My current approach to this has been to git sub-module Tracy and use cxx to create a new C API from Tracy's public C++ API. My main motivation for this is to address a couple of drawbacks of the current approach:

  1. We are paying a function indirection in every Span due to the lack of in-lining
  2. Tracy's C API is fundamentally not as safe/sound/performant/ergonomic as what we could build in Rust a. Profiling is a canonical use case for non temporal writes which Tracy does not currently make use of b. Rust can convert thread local statics to regular statics when it knows there is no threading (this will not work over FFI) c. As discussed in the aforementioned PR we could adjust our own spans to only commit when they are dropped instead of performing two separate operations

Now while it is perfectly viable for me to continue with this approach, it may be nice to centralise the binding of Tracy in tracy-client-sys, additionally I can imagine users potentially wanting to mix and match features from tracy-client/tracy-client-sys with Span logic I've built in my own crate - doing this without a common dependency on Tracy feels fragile. Thus I'm wondering if this project has any opinions on this matter? Perhaps we could separate libTracyClient into a new crate?

nagisa commented 3 months ago

My immediate observation is that inlining with LTO is going to work just fine. Even if there's use of dynamic dispatch for any reason, devirtualization can help in some cases.
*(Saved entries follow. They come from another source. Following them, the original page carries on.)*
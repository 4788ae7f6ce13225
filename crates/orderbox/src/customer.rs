//! Customer accounts.
//!
//! [`SignUpForm`] creates a customer, [`Detail`] is both the fetched account
//! and the modification request, and [`Criteria`] filters a search.

use chrono::{DateTime, Utc};
use orderbox_core::{lenient, password_strength, CodecResult, Decoder, StatusCode};
use orderbox_macros::Record;
use serde::Deserialize;

use crate::entity::EntityStatus;
use crate::paging::Page;
use crate::shapes;

/// New customer account.
#[derive(Debug, Clone, Default, PartialEq, Record)]
pub struct SignUpForm {
    /// Login email.
    #[param(name = "username", validate(required, email))]
    pub username: String,
    /// Account password.
    #[param(name = "passwd", validate(required, min = 9, max = 16, custom = password_strength))]
    pub password: String,
    /// Full name.
    #[param(name = "name", validate(required))]
    pub name: String,
    /// Company name.
    #[param(name = "company", validate(required))]
    pub company: String,
    /// First address line.
    #[param(name = "address-line-1", validate(required))]
    pub address: String,
    /// Second address line.
    #[param(name = "address-line-2", optional)]
    pub address_line_2: String,
    /// Third address line.
    #[param(name = "address-line-3", optional)]
    pub address_line_3: String,
    /// City.
    #[param(name = "city", validate(required))]
    pub city: String,
    /// State or province.
    #[param(name = "state", validate(required))]
    pub state: String,
    /// State name when `state` is `Not Applicable`.
    #[param(name = "other-state", optional)]
    pub other_state: String,
    /// ISO 3166-1 alpha-2 country code.
    #[param(name = "country", validate(required, country_code))]
    pub country: String,
    /// Postal code.
    #[param(name = "zipcode", validate(required))]
    pub zipcode: String,
    /// Interface language.
    #[param(name = "lang-pref", validate(required))]
    pub language_code: String,
    /// Telephone country code.
    #[param(name = "phone-cc", validate(required, len = 2))]
    pub phone_country_code: String,
    /// Telephone number.
    #[param(name = "phone", validate(required, number))]
    pub phone: String,
    /// Alternate telephone country code.
    #[param(name = "alt-phone-cc", optional, validate(len = 2))]
    pub alt_phone_country_code: String,
    /// Alternate telephone number.
    #[param(name = "alt-phone", optional, validate(number))]
    pub alt_phone: String,
    /// Fax country code.
    #[param(name = "fax-cc", optional, validate(len = 2))]
    pub fax_country_code: String,
    /// Fax number.
    #[param(name = "fax", optional, validate(number))]
    pub fax: String,
    /// Mobile country code.
    #[param(name = "mobile-cc", optional, validate(len = 2))]
    pub mobile_country_code: String,
    /// Mobile number.
    #[param(name = "mobile", optional, validate(number))]
    pub mobile: String,
    /// EU VAT id.
    #[param(name = "vat-id", optional)]
    pub vat_id: String,
    /// Consent to SMS notifications.
    #[param(name = "sms-consent", optional)]
    pub sms_consent: bool,
    /// Consent to marketing email.
    #[param(name = "email-marketing-consent", optional)]
    pub email_marketing_consent: bool,
    /// Acceptance of the privacy policy.
    #[param(name = "accept-policy", optional)]
    pub accept_policy: bool,
    /// Id assigned by the API after sign-up.
    pub customer_id: String,
}

/// A customer account as fetched, and as sent back to modify it.
///
/// Fields without a wire name are read-only.
#[allow(missing_docs)]
#[derive(Debug, Clone, Default, PartialEq, Deserialize, Record)]
#[serde(default)]
pub struct Detail {
    #[param(name = "customer-id", validate(number))]
    #[serde(rename = "customerid")]
    pub id: String,
    #[param(name = "username", validate(email))]
    pub username: String,
    #[serde(rename = "resellerid")]
    pub reseller_id: String,
    #[serde(rename = "parentid")]
    pub parent_id: String,
    #[param(name = "name")]
    pub name: String,
    #[param(name = "company")]
    pub company: String,
    #[serde(rename = "useremail")]
    pub email: String,
    #[param(name = "phone-cc", validate(len = 2, number))]
    #[serde(rename = "telnocc")]
    pub phone_country_code: String,
    #[param(name = "phone", validate(number))]
    #[serde(rename = "telno")]
    pub phone: String,
    #[param(name = "alt-phone-cc", optional, validate(len = 2, number))]
    #[serde(skip)]
    pub alt_phone_country_code: String,
    #[param(name = "alt-phone", optional, validate(number))]
    #[serde(skip)]
    pub alt_phone: String,
    #[param(name = "mobile-cc", optional, validate(len = 2, number))]
    #[serde(rename = "mobilenocc")]
    pub mobile_country_code: String,
    #[param(name = "mobile", optional, validate(number))]
    #[serde(rename = "mobileno")]
    pub mobile: String,
    #[param(name = "faxnocc", optional, validate(len = 2))]
    #[serde(skip)]
    pub fax_country_code: String,
    #[param(name = "faxno", optional, validate(number))]
    #[serde(skip)]
    pub fax: String,
    #[param(name = "address-line-1")]
    #[serde(rename = "address1")]
    pub address: String,
    #[param(name = "address-line-2", optional)]
    #[serde(rename = "address2")]
    pub address_line_2: String,
    #[param(name = "address-line-3", optional)]
    #[serde(rename = "address3")]
    pub address_line_3: String,
    #[param(name = "city")]
    pub city: String,
    #[serde(rename = "stateid")]
    pub state_id: String,
    #[param(name = "state")]
    pub state: String,
    #[param(name = "other-state", optional)]
    #[serde(skip)]
    pub other_state: String,
    #[param(name = "country", validate(country_code))]
    #[serde(rename = "country")]
    pub country_code: String,
    #[param(name = "zipcode")]
    #[serde(rename = "zip")]
    pub zipcode: String,
    #[param(name = "lang-pref")]
    #[serde(rename = "langpref")]
    pub language_preference: String,
    #[param(name = "vat-id", optional)]
    #[serde(skip)]
    pub vat_europe: String,
    #[param(name = "russia-vat-id", optional)]
    #[serde(skip)]
    pub vat_russia: String,
    #[param(name = "indian-gst-id", optional)]
    #[serde(skip)]
    pub gst_india: String,
    #[param(name = "australia-gst-id", optional)]
    #[serde(skip)]
    pub gst_australia: String,
    #[param(name = "newzealand-gst-id", optional)]
    #[serde(skip)]
    pub gst_new_zealand: String,
    #[param(name = "singapore-gst-id", optional)]
    #[serde(skip)]
    pub gst_singapore: String,
    pub pin: String,
    #[serde(rename = "creationdt", deserialize_with = "lenient::epoch_seconds")]
    pub created_at: Option<DateTime<Utc>>,
    #[serde(rename = "customerstatus")]
    pub status: String,
    #[serde(rename = "salescontactid")]
    pub sales_contact_id: String,
    #[serde(rename = "websitecount", deserialize_with = "lenient::number")]
    pub website_count: u16,
    #[serde(rename = "totalreceipts", deserialize_with = "lenient::number")]
    pub total_receipts: f64,
    #[serde(rename = "twofactorauth_enabled", deserialize_with = "lenient::flag")]
    pub two_factor: bool,
    #[serde(rename = "twofactorsmsauth_enabled", deserialize_with = "lenient::flag")]
    pub two_factor_sms: bool,
    #[serde(rename = "twofactorgoogleauth_enabled", deserialize_with = "lenient::flag")]
    pub two_factor_google: bool,
    #[serde(
        rename = "isDominicanTaxConfiguredByParent",
        deserialize_with = "lenient::flag"
    )]
    pub dominican_tax_configured: bool,
}

/// Customer search filter. Every field is optional.
#[derive(Debug, Clone, Default, PartialEq, Record)]
pub struct Criteria {
    /// Login email.
    #[param(name = "username", optional)]
    pub username: String,
    /// Account status.
    #[param(name = "status", optional)]
    pub status: Option<EntityStatus>,
    /// Name.
    #[param(name = "name", optional)]
    pub name: String,
    /// Company.
    #[param(name = "company", optional)]
    pub company: String,
    /// City.
    #[param(name = "city", optional)]
    pub city: String,
    /// State.
    #[param(name = "state", optional)]
    pub state: String,
    /// Lower bound of total receipts.
    #[param(name = "total-receipt-start", optional)]
    pub receipt_lowest: f64,
    /// Upper bound of total receipts.
    #[param(name = "total-receipt-end", optional)]
    pub receipt_highest: f64,
}

/// One page of customer search results.
#[derive(Debug, Clone, PartialEq)]
pub struct SearchResult {
    /// The page that was requested.
    pub page: Page,
    /// Matches across all pages; 0 when the API sent an unreadable count.
    pub total_matched: i64,
    /// Customers on this page, in response order.
    pub customers: Vec<Detail>,
}

/// Decodes a customer details response.
pub fn decode_details(decoder: &Decoder, status: StatusCode, body: &[u8]) -> CodecResult<Detail> {
    decoder.decode_direct(status, body, shapes::unprefixed())
}

/// Decodes a customer search response.
pub fn decode_search(
    decoder: &Decoder,
    status: StatusCode,
    body: &[u8],
    page: Page,
) -> CodecResult<SearchResult> {
    let found = decoder.decode_classified::<Detail>(status, body, shapes::customer_search())?;
    Ok(SearchResult {
        page,
        total_matched: found.count(shapes::TOTAL_MATCHED),
        customers: found.into_records(),
    })
}

/// Decodes the id returned by a sign-up request into `form`.
pub fn decode_sign_up(
    decoder: &Decoder,
    status: StatusCode,
    body: &[u8],
    mut form: SignUpForm,
) -> CodecResult<SignUpForm> {
    form.customer_id = decoder.decode_text(status, body)?;
    Ok(form)
}
//! String-valued enums shared by records.

/// Declares an enum whose variants travel as fixed strings.
///
/// Generates `as_str`, `Display`, `FromStr`, string (de)serialization and the
/// `WireScalar` / `WireValue` impls needed to put the enum in a record field,
/// an `Option` field or a `Vec` field.
macro_rules! wire_enum {
    (
        $(#[$meta:meta])*
        $vis:vis enum $name:ident {
            $(
                $(#[$vmeta:meta])*
                $variant:ident => $text:literal
            ),+ $(,)?
        }
    ) => {
        $(#[$meta])*
        #[derive(Debug, Clone, Copy, PartialEq, Eq, Hash)]
        $vis enum $name {
            $(
                $(#[$vmeta])*
                $variant,
            )+
        }

        impl $name {
            /// Every variant, in declaration order.
            pub const ALL: &'static [Self] = &[$(Self::$variant),+];

            /// The wire string for this variant.
            #[must_use]
            pub fn as_str(&self) -> &'static str {
                match self {
                    $(Self::$variant => $text,)+
                }
            }
        }

        impl ::std::fmt::Display for $name {
            fn fmt(&self, f: &mut ::std::fmt::Formatter<'_>) -> ::std::fmt::Result {
                f.write_str(self.as_str())
            }
        }

        impl ::std::str::FromStr for $name {
            type Err = ::orderbox_core::CodecError;

            fn from_str(text: &str) -> ::std::result::Result<Self, Self::Err> {
                match text {
                    $($text => Ok(Self::$variant),)+
                    other => Err(::orderbox_core::CodecError::decode(
                        stringify!($name),
                        format!("unknown value '{other}'"),
                    )),
                }
            }
        }

        impl ::serde::Serialize for $name {
            fn serialize<S: ::serde::Serializer>(&self, serializer: S) -> ::std::result::Result<S::Ok, S::Error> {
                serializer.serialize_str(self.as_str())
            }
        }

        impl<'de> ::serde::Deserialize<'de> for $name {
            fn deserialize<D: ::serde::Deserializer<'de>>(deserializer: D) -> ::std::result::Result<Self, D::Error> {
                let text = <::std::string::String as ::serde::Deserialize>::deserialize(deserializer)?;
                text.parse().map_err(<D::Error as ::serde::de::Error>::custom)
            }
        }

        impl ::orderbox_core::WireScalar for $name {
            fn wire_text(&self) -> ::std::borrow::Cow<'_, str> {
                ::std::borrow::Cow::Borrowed(self.as_str())
            }

            fn is_zero(&self) -> bool {
                false
            }
        }

        impl ::orderbox_core::WireValue for $name {
            fn is_zero(&self) -> bool {
                false
            }

            fn wire_texts(&self) -> ::std::vec::Vec<::std::borrow::Cow<'_, str>> {
                ::std::vec![::orderbox_core::WireScalar::wire_text(self)]
            }
        }
    };
}

pub(crate) use wire_enum;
The major cost centre is rather the allocation/handling of srclocs…

I wouldn't mind experiments trying to bind the C++ API instead, though. If nothing else, the C++ API is more of a first class citizen, but I don't expect there to be any meaningful performance implications here.

jasontt commented 3 months ago

So to be clear the Tracy C API is not inlined into our spans regardless of your Cargo profile settings. You can objdump the resulting binary and clearly see the jumps in the assembly. As far as I can tell this seems to be expected when using functions via extern C in Rust but I would be very happy to be proven otherwise. If I add this function to tracy-client/benches/ you can see this clearly along with some other interesting things of note.

pub fn single_span() {
    let _ = tracy_client::span!("single_span", 0);
        push rax
        mov rax, qword ptr [rip + client::single_span::LOC+48]
        cmp rax, 2
        jne .LBB245_1
        lea rdi, [rip + client::single_span::LOC+16]
        mov esi, 1
        call qword ptr [rip + ___tracy_emit_zone_begin@GOTPCREL]
        mov rdi, rax
        pop rax
        jmp qword ptr [rip + ___tracy_emit_zone_end@GOTPCREL]
        lea rdi, [rip + client::single_span::LOC]
        mov rsi, rdi
        call once_cell::imp::OnceCell<T>::initialize
        jmp .LBB245_2

So what's going on here:

  1. For 0 callstack depth there is no allocation after the first call to OnceCell<T>::initialize, we get an extra cmp and jne but nothing major
  2. We can see the call/cjmp into Tracy's C API
  3. We can actually see in terms of the code we're generating there's actually not much less we could be doing

This very well may be different for some of the other Spans (non zero callstack depth etc) as I have not extensively looked into these but as far as our fastest spans are concerned the only optimisations that we can really make would be to:

  1. make the LOC entirely static albeit this is very minor
  2. optimise our usage of Tracy / Tracy itself

I've done some of my own experiments into 2. which I will aim to report back here once I've bottomed out my ideas a bit more. I have some code at the moment that does all spans in native rust and dumps into the Tracy client at program close but I'm not sure if/how that fits in with this crate at this stage.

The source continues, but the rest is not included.